Edgar sostuvo su mano surcada de arrugas y no le dijo nada sobre la rebelión que crecía en su pecho. Y por sobre todo, no le habló de su súbito y apasionado deseo de ser normal y dejar de ser diferente.

Esto era importante por un nuevo motivo. El joven Edgar Cayce había descubierto a las mujeres. Mejor dicho, a una mujer. Era la hija de un vecino, una vivaz jovencita que disfrutaba coqueteando y siendo admirada como la más bella de cada fiesta. Cuando finalmente reunió el coraje necesario para pedirle una cita, le sorprendió su pronta aceptación. Después de acompañarla a dos o tres reuniones sociales, se convenció de que el suyo era el mayor amor de todos los tiempos.

Finalmente, se decidió a hablarle de sus sentimientos, pero la muchacha lo desengañó al instante. El objeto de su pasión dejó muy en claro que no tenía la menor intención de renunciar a su vida alegre para convertirse en la aburrida esposa de un predicador o un misionero, y sobre todo no tenía intenciones de hacerlo con un muchacho campesino a quien todos consideraban un poco loco.

Edgar estuvo devastado por un tiempo y decidió tomar distancia de las muchachas. Unas pocas noches más tarde tuvo un sueño extraño y muy vívido. Caminaba de la mano con una joven. Ella tenía la cara oculta por un velo, pero él sabía que estaba profundamente enamorado. Después de un tiempo se encontraron con una extraña figura con alas que arrojó un paño de oro sobre sus manos entrelazadas y les dijo: «Juntos pueden lograrlo todo, separados casi nada».

Cruzaron un arroyo y un sendero enlodado y llegaron a un acantilado muy empinado. La parte superior se perdía entre unas nubes que se encontraban a gran distancia por sobre sus cabezas. Edgar encontró un cuchillo afilado y comenzó a cortar huecos para colocar pies y manos en la pared del acantilado, ayudando a la joven a seguirlo mientras trepaba. Seguían subiendo con la parte superior todavía oculta por sobre sus cabezas, cuando se despertó.

El sueño era tan real y perturbador que estaba seguro de que tendría algún significado. Se lo contó a su madre, que le dio una interpretación obvia.

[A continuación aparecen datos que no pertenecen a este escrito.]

/// Replay Throughput Benchmarks
///
/// Measures how fast the replay engine consumes lock events, with and without
/// record conversion, so regressions in the trackers or the trace loader show up.
use criterion::{black_box, criterion_group, criterion_main, BenchmarkId, Criterion, Throughput};
use lockreplay::config::{LockStackScope, ReplayConfig};
use lockreplay::event::{Action, LockEvent, MutexKindTable};
use lockreplay::replay::ReplayDriver;
use lockreplay::report::RunMeta;
use lockreplay::symbols::SymbolCache;
use lockreplay::trace_file::Trace;
use serde_json::{json, Value};

const THREADS: i64 = 8;
const LOCKS: u64 = 32;

/// Well-nested lock/unlock pairs spread over a few threads and locks
fn synthetic_events(pairs: usize) -> Vec<LockEvent> {
    let mut events = Vec::with_capacity(pairs * 2);
    for i in 0..pairs {
        let tid = (i as i64 % THREADS) + 1;
        let lock = 0x7f00_0000_0000 + (i as u64 % LOCKS) * 0x40;
        let ts = i as i64 * 1_000;
        let caller = vec![0x401000 + (i as u64 % 16) * 8, 0x402000];

        events.push(
            LockEvent::new(events.len() as u64, lock, tid, Action::Lock, ts)
                .with_caller(caller.clone())
                .with_latency(50),
        );
        events.push(
            LockEvent::new(events.len() as u64, lock, tid, Action::Unlock, ts + 400)
                .with_caller(caller),
        );
    }
    events
}

fn synthetic_trace(pairs: usize) -> String {
    let mut entries: Vec<Value> = vec![json!({"type": "meta", "mutex_type_normal": 0})];
    entries.extend(synthetic_events(pairs).iter().map(|e| {
        json!({
            "type": "data", "t": e.index, "lock": e.lock_id.0, "tid": e.thread_id,
            "thread_name": "bench", "action": e.action.wire_name(),
            "caller": e.caller_chain.key(), "timestamp": e.timestamp_ns,
            "lock_took": e.acquire_latency_ns
        })
    }));
    Value::Array(entries).to_string()
}

/// Tracker dispatch only: pre-built events through `ReplayDriver::apply`
fn bench_apply(c: &mut Criterion) {
    let mut group = c.benchmark_group("apply");

    for pairs in [1_000, 10_000, 100_000] {
        let events = synthetic_events(pairs);
        group.throughput(Throughput::Elements(events.len() as u64));

        for scope in [LockStackScope::Global, LockStackScope::PerThread] {
            let mut config = ReplayConfig::default();
            config.lock_stack_scope = scope;

            group.bench_with_input(
                BenchmarkId::new(format!("{:?}", scope), pairs),
                &events,
                |b, events| {
                    b.iter(|| {
                        let mut driver =
                            ReplayDriver::new(config.clone(), MutexKindTable::glibc());
                        for event in events {
                            driver.apply(black_box(event));
                        }
                        black_box(driver.events_replayed())
                    });
                },
            );
        }
    }

    group.finish();
}

/// Full pipeline: JSON parsing, record conversion, replay and report assembly
fn bench_trace_to_report(c: &mut Criterion) {
    let mut group = c.benchmark_group("trace_to_report");
    group.sample_size(20);

    for pairs in [1_000, 10_000] {
        let content = synthetic_trace(pairs);
        group.throughput(Throughput::Bytes(content.len() as u64));

        group.bench_with_input(BenchmarkId::from_parameter(pairs), &content, |b, content| {
            b.iter(|| {
                let trace = Trace::from_json_str(black_box(content)).unwrap();
                let mut driver = ReplayDriver::new(ReplayConfig::default(), trace.kinds.clone());
                driver.replay(trace.events()).unwrap();
                let report = driver.finish(RunMeta::default(), &mut SymbolCache::disabled());
                black_box(report.mutex_stats.len())
            });
        });
    }

    group.finish();
}

criterion_group!(benches, bench_apply, bench_trace_to_report);
criterion_main!(benches);
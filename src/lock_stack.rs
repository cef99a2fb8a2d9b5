//! Lock nesting-order history
//!
//! Keeps the sequence of currently held locks in acquisition order and counts
//! how often each distinct sequence occurs. Releases remove the most recently
//! pushed matching id, since programs do not have to unlock in reverse order.
//!
//! With [`LockStackScope::Global`] one sequence is shared by all threads,
//! which is what the tracer analyzer always reported; the interleaving of
//! threads therefore shows up in the nesting orders. [`LockStackScope::PerThread`]
//! keeps one sequence per thread.

use crate::config::LockStackScope;
use crate::event::{LockEvent, LockId, ThreadId};
use fnv::FnvHashMap;
use serde::Serialize;
use std::collections::HashMap;

/// Arena slot shared by every thread in global scope
const GLOBAL_SLOT: ThreadId = ThreadId::MIN;

/// One distinct nesting order and how often it was observed
#[derive(Debug, Clone, PartialEq, Eq, Serialize)]
pub struct LockStackEntry {
    pub count: u64,
    /// Outermost first; the last element is the most recent acquisition
    pub locks: Vec<LockId>,
}

/// Tracks nesting orders for the lock stack report
#[derive(Debug)]
pub struct LockStackTracker {
    scope: LockStackScope,
    max_depth: usize,
    stacks: FnvHashMap<ThreadId, Vec<LockId>>,
    frequencies: HashMap<String, LockStackEntry>,
    depth_exceeded: bool,
}

impl LockStackTracker {
    pub fn new(scope: LockStackScope, max_depth: usize) -> Self {
        Self {
            scope,
            max_depth,
            stacks: FnvHashMap::default(),
            frequencies: HashMap::new(),
            depth_exceeded: false,
        }
    }

    fn slot(&self, thread_id: ThreadId) -> ThreadId {
        match self.scope {
            LockStackScope::Global => GLOBAL_SLOT,
            LockStackScope::PerThread => thread_id,
        }
    }

    /// A lock (mutex or rwlock) was acquired
    pub fn on_acquire(&mut self, event: &LockEvent) {
        let slot = self.slot(event.thread_id);
        let stack = self.stacks.entry(slot).or_default();

        if stack.len() >= self.max_depth {
            if !self.depth_exceeded {
                tracing::warn!(
                    "Lock stack deeper than {} at index {}; lock stacks are unreliable from here on",
                    self.max_depth,
                    event.index
                );
            }
            self.depth_exceeded = true;
            return;
        }

        stack.push(event.lock_id);

        let key = stack_key(stack);
        self.frequencies
            .entry(key)
            .or_insert_with(|| LockStackEntry {
                count: 0,
                locks: stack.clone(),
            })
            .count += 1;
    }

    /// A lock was released; removes its most recent occurrence
    pub fn on_release(&mut self, event: &LockEvent) {
        let slot = self.slot(event.thread_id);
        if let Some(stack) = self.stacks.get_mut(&slot) {
            if let Some(pos) = stack.iter().rposition(|&id| id == event.lock_id) {
                stack.remove(pos);
            }
        }
    }

    /// Currently held sequence as seen by `thread_id`
    pub fn current(&self, thread_id: ThreadId) -> &[LockId] {
        self.stacks
            .get(&self.slot(thread_id))
            .map(Vec::as_slice)
            .unwrap_or(&[])
    }

    /// Set once any stack would have grown past the maximum depth
    pub fn depth_exceeded(&self) -> bool {
        self.depth_exceeded
    }

    pub fn scope(&self) -> LockStackScope {
        self.scope
    }

    /// Observed nesting orders, most frequent first
    pub fn frequencies(&self) -> Vec<LockStackEntry> {
        let mut entries: Vec<_> = self.frequencies.values().cloned().collect();
        entries.sort_by(|a, b| b.count.cmp(&a.count).then_with(|| a.locks.cmp(&b.locks)));
        entries
    }
}

/// Pipe-joined hex ids, the key of the frequency table
pub fn stack_key(locks: &[LockId]) -> String {
    locks
        .iter()
        .map(|id| format!("{:x}", id))
        .collect::<Vec<_>>()
        .join("|")
}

—Esa joven es tu compañera real, la que caminará contigo por la vida. En tu sueño está cubierta por un velo porque todavía no la has visto, aunque ya está contigo en espíritu. El paño de oro debe ser el matrimonio que los une, y el ascenso por el acantilado por tus propios medios representa el trabajo que desarrollarás en tu vida para sostener a tu familia.

—Parece lógico —admitió Edgar—, Pero he decidido tomar distancia de las mujeres.

Su madre sólo sonrió y le tocó la mejilla con sus finos dedos. Edgar volvería a experimentar este sueño más de cincuenta veces durante su vida. Con el paso de los años se encontraría subiendo cada vez más alto con su compañera, hasta que en los últimos sueños de su vida casi podría ver la parte superior del acantilado. Pero incluso después de conocer y casarse con Gertrude, el rostro de la compañera de sus sueños permaneció oculto. Tal vez el velo al fin se levantó cuando Edgar se sumergió en su último y definitivo sueño.